Banks loan savings from people to firms and pay interest over these deposits. We call this the financial transformation function (this is the reason why savings equal investment and is essential for any type of economy to grow, free market or not). The systemic collaps of the financial sector has caused this function to halt and this is what is hurting employment and families. If we can get banks to start lending again (altough more carefull to whom) we can at least solve the liquidity problem. For this peoples cash is needed in the banks. This is not done out of a sense of duty or patriotism but personal gain for the saver (cash versus interest on depositos). Thats why low interest rates are so nasty atm as people don't feel any disadvantage of holding cash. This is similar to what happened to Japan in the late 80s.

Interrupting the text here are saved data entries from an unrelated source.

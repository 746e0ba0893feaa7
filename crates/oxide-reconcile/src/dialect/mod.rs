//! Database dialect implementations.
//!
//! [`DdlDialect`] is the pure generation side: type resolution, quoting and
//! statement builders. [`Dialect`] binds one generation dialect to the live
//! handle the caller owns, and adds the two operations that need I/O:
//! catalog introspection and DDL application.

pub mod admin;
mod mysql;
mod spanner;

use std::sync::Arc;

use sqlx::MySqlPool;

pub use admin::{SpannerAdmin, SpannerAdminError};
pub use mysql::{
    detect_server, normalize_column_type, MySqlColumnRow, MySqlDialect, MySqlIndexRow,
    ServerFlavor, ServerVersion,
};
pub use spanner::SpannerDialect;

use crate::catalog::ColumnSchema;
use crate::error::{Result, SyncError};
use crate::executor::{DdlTransaction, SpannerBatch};
use crate::index::IndexDef;
use crate::model::{FieldSpec, TableSpec};
use crate::types::{normalize_ddl, TypeRegistry};

/// The comparable, normalized attributes of a column.
///
/// Two fields with equal attributes need no ALTER.
#[derive(Debug, Clone, PartialEq, Eq)]
pub struct ColumnAttributes {
    /// Normalized DDL type, carrying size, precision and scale.
    pub ddl_type: String,
    /// Effective nullability.
    pub nullable: bool,
    /// Normalized default literal.
    pub default: Option<String>,
    /// Part of the primary key.
    pub primary_key: bool,
    /// Auto-incrementing.
    pub auto_increment: bool,
    /// Sole member of a unique secondary index.
    pub unique: bool,
    /// Normalized trailing clause or options.
    pub extra: Option<String>,
    /// Comment, when the dialect stores one.
    pub comment: Option<String>,
}

/// Statements replacing a primary key.
#[derive(Debug, Clone, Default, PartialEq, Eq)]
pub struct PrimaryKeyChange {
    /// Statements, run before any other change to the table.
    pub statements: Vec<String>,
    /// Columns the statements add.
    pub added_columns: Vec<String>,
}

/// Trait for database-specific DDL generation.
pub trait DdlDialect: Send + Sync {
    /// Returns the dialect name.
    fn name(&self) -> &'static str;

    /// Returns the type registry.
    fn types(&self) -> &TypeRegistry;

    /// Returns the DDL type for a field.
    fn type_of(&self, field: &FieldSpec) -> String;

    /// Quotes an identifier (table name, column name, etc.).
    fn quote(&self, name: &str) -> String {
        format!("`{}`", name.replace('`', "``"))
    }

    /// Quotes a list of identifiers, comma separated.
    fn quote_list(&self, names: &[String]) -> String {
        names
            .iter()
            .map(|n| self.quote(n))
            .collect::<Vec<_>>()
            .join(", ")
    }

    /// Quotes a string literal.
    fn quote_literal(&self, value: &str) -> String;

    /// Generates a column definition.
    fn column_definition(&self, field: &FieldSpec) -> String;

    /// Generates the statements creating a table and its indexes.
    fn create_table(&self, table: &TableSpec, indexes: &[IndexDef]) -> Vec<String>;

    /// Generates the statements adding a column to an existing table.
    fn add_column(&self, table: &str, field: &FieldSpec) -> Result<Vec<String>>;

    /// Generates the statements turning `old` into `new`.
    fn alter_column(&self, table: &str, old: &FieldSpec, new: &FieldSpec) -> Result<Vec<String>>;

    /// Generates the statements dropping a column.
    fn drop_column(&self, table: &str, column: &str) -> Vec<String> {
        vec![format!(
            "ALTER TABLE {} DROP COLUMN {}",
            self.quote(table),
            self.quote(column)
        )]
    }

    /// Generates the statements creating a secondary index.
    fn create_index(&self, table: &str, name: &str, columns: &[String], unique: bool) -> Vec<String> {
        let unique = if unique { "UNIQUE " } else { "" };
        vec![format!(
            "CREATE {unique}INDEX {} ON {} ({})",
            self.quote(name),
            self.quote(table),
            self.quote_list(columns)
        )]
    }

    /// Generates the statements dropping a secondary index.
    fn drop_index(&self, table: &str, name: &str) -> Vec<String>;

    /// Generates the statements dropping a table that has the given
    /// secondary indexes.
    fn drop_table(&self, table: &str, indexes: &[IndexDef]) -> Vec<String>;

    /// Generates the statements moving a table's primary key from `from` to
    /// `to`. Either side may be empty.
    ///
    /// `added` are the fields the table gains that `to` covers. A dialect
    /// may add them as part of the key change; it reports the ones it did
    /// in [`PrimaryKeyChange::added_columns`].
    fn change_primary_key(
        &self,
        table: &str,
        from: &[String],
        to: &[String],
        added: &[&FieldSpec],
    ) -> Result<PrimaryKeyChange>;

    /// Checks that the backend can represent a table.
    fn validate_table(&self, _table: &TableSpec) -> Result<()> {
        Ok(())
    }

    /// Checks that the backend can represent a field.
    fn validate_field(&self, _table: &str, _field: &FieldSpec) -> Result<()> {
        Ok(())
    }

    /// The default literal as the catalog would report it.
    fn normalize_default(&self, field: &FieldSpec) -> Option<String>;

    /// The trailing clause as the catalog would report it.
    fn normalize_extra(&self, extra: Option<&str>) -> Option<String>;

    /// The comment as the catalog would report it.
    fn normalize_comment(&self, comment: Option<&str>) -> Option<String> {
        comment.filter(|c| !c.is_empty()).map(str::to_string)
    }

    /// The comparable attributes of a field.
    fn attributes(&self, field: &FieldSpec) -> ColumnAttributes {
        ColumnAttributes {
            ddl_type: normalize_ddl(&self.type_of(field)),
            nullable: field.is_nullable(),
            default: self.normalize_default(field),
            primary_key: field.primary_key,
            auto_increment: field.auto_increment,
            unique: field.unique,
            extra: self.normalize_extra(field.extra.as_deref()),
            comment: self.normalize_comment(field.comment.as_deref()),
        }
    }

    /// Reconstructs the field that would have produced a catalog column.
    ///
    /// The source type is the canonical spelling of the stored type. When
    /// that spelling does not generate the stored type back, the stored type
    /// is kept as an explicit override.
    fn field_from_column(&self, column: &ColumnSchema) -> FieldSpec {
        let ty = self
            .types()
            .canonical_source(&column.data_type, column.nullable)
            .unwrap_or_else(|| column.data_type.clone());

        let mut field = FieldSpec::new(column.name.clone(), ty).column(column.name.clone());
        field.nullable = column.nullable;
        field.comment = column.comment.clone();
        field.unique = column.unique;
        field.primary_key = column.primary_key;
        field.auto_increment = column.auto_increment;
        field.default = column.default.clone();
        field.size = column.size;
        field.precision = column.precision;
        field.scale = column.scale;
        field.extra = column.extra.clone();

        if normalize_ddl(&self.type_of(&field)) != normalize_ddl(&column.data_type) {
            field.db_type = Some(column.data_type.clone());
        }
        field
    }
}

// ============================================================================
// Bound dialects
// ============================================================================

/// A generation dialect bound to a live database handle.
pub enum Dialect {
    /// MySQL or MariaDB through a sqlx pool.
    MySql {
        /// Generation dialect, configured for the detected server.
        dialect: MySqlDialect,
        /// Caller-owned pool.
        pool: MySqlPool,
    },
    /// Cloud Spanner through an admin client.
    Spanner {
        /// Generation dialect.
        dialect: SpannerDialect,
        /// Caller-owned admin client.
        admin: Arc<dyn SpannerAdmin>,
    },
}

impl Dialect {
    /// Binds a MySQL pool, detecting the server flavor and version once.
    pub async fn mysql(pool: MySqlPool) -> Result<Self> {
        let server = detect_server(&pool).await?;
        Ok(Self::mysql_with(MySqlDialect::new(server), pool))
    }

    /// Binds a MySQL pool to a preconfigured dialect.
    #[must_use]
    pub fn mysql_with(dialect: MySqlDialect, pool: MySqlPool) -> Self {
        Self::MySql { dialect, pool }
    }

    /// Binds a Spanner admin client.
    #[must_use]
    pub fn spanner(admin: Arc<dyn SpannerAdmin>) -> Self {
        Self::spanner_with(SpannerDialect::new(), admin)
    }

    /// Binds a Spanner admin client to a preconfigured dialect.
    #[must_use]
    pub fn spanner_with(dialect: SpannerDialect, admin: Arc<dyn SpannerAdmin>) -> Self {
        Self::Spanner { dialect, admin }
    }

    /// Returns the generation dialect.
    #[must_use]
    pub fn ddl(&self) -> &dyn DdlDialect {
        match self {
            Self::MySql { dialect, .. } => dialect as &dyn DdlDialect,
            Self::Spanner { dialect, .. } => dialect as &dyn DdlDialect,
        }
    }

    /// Reads the current schema of the given tables, or of every table
    /// when `tables` is empty.
    pub async fn introspect(&self, tables: &[&str]) -> Result<Vec<ColumnSchema>> {
        let columns = match self {
            Self::MySql { dialect, pool } => dialect.introspect(pool, tables).await?,
            Self::Spanner { dialect, admin } => dialect.introspect(admin.as_ref(), tables).await?,
        };
        Ok(columns)
    }

    /// Opens a DDL transaction (MySQL) or batch (Spanner).
    pub async fn begin_ddl(&self) -> Result<DdlTransaction<'_>> {
        match self {
            Self::MySql { pool, .. } => {
                let tx = pool.begin().await.map_err(|e| SyncError::Begin(e.into()))?;
                Ok(DdlTransaction::MySql(tx))
            }
            Self::Spanner { admin, .. } => {
                Ok(DdlTransaction::Spanner(SpannerBatch::new(admin.as_ref())))
            }
        }
    }
}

The other part of the problem is the low consumer confidance. Fear for unemployment make it that people don't dare to spend. This is the psychological factor and the hardest to fight. Governments have put together those stimulus packages to ease the pain of falling demand and hopefully people will have a more optimistic outlook on their prospects in the near future.

It's a misconception to think that economic theory was proven wrong in this crisis. It works fine to explain what happened and what the effects will be. Compare it to an engineer in the car industry. He can predict what the results/damage will be when a person crashes a car at 100 mph. It's just that he can't predict when a driver will park his car against a wall in real life.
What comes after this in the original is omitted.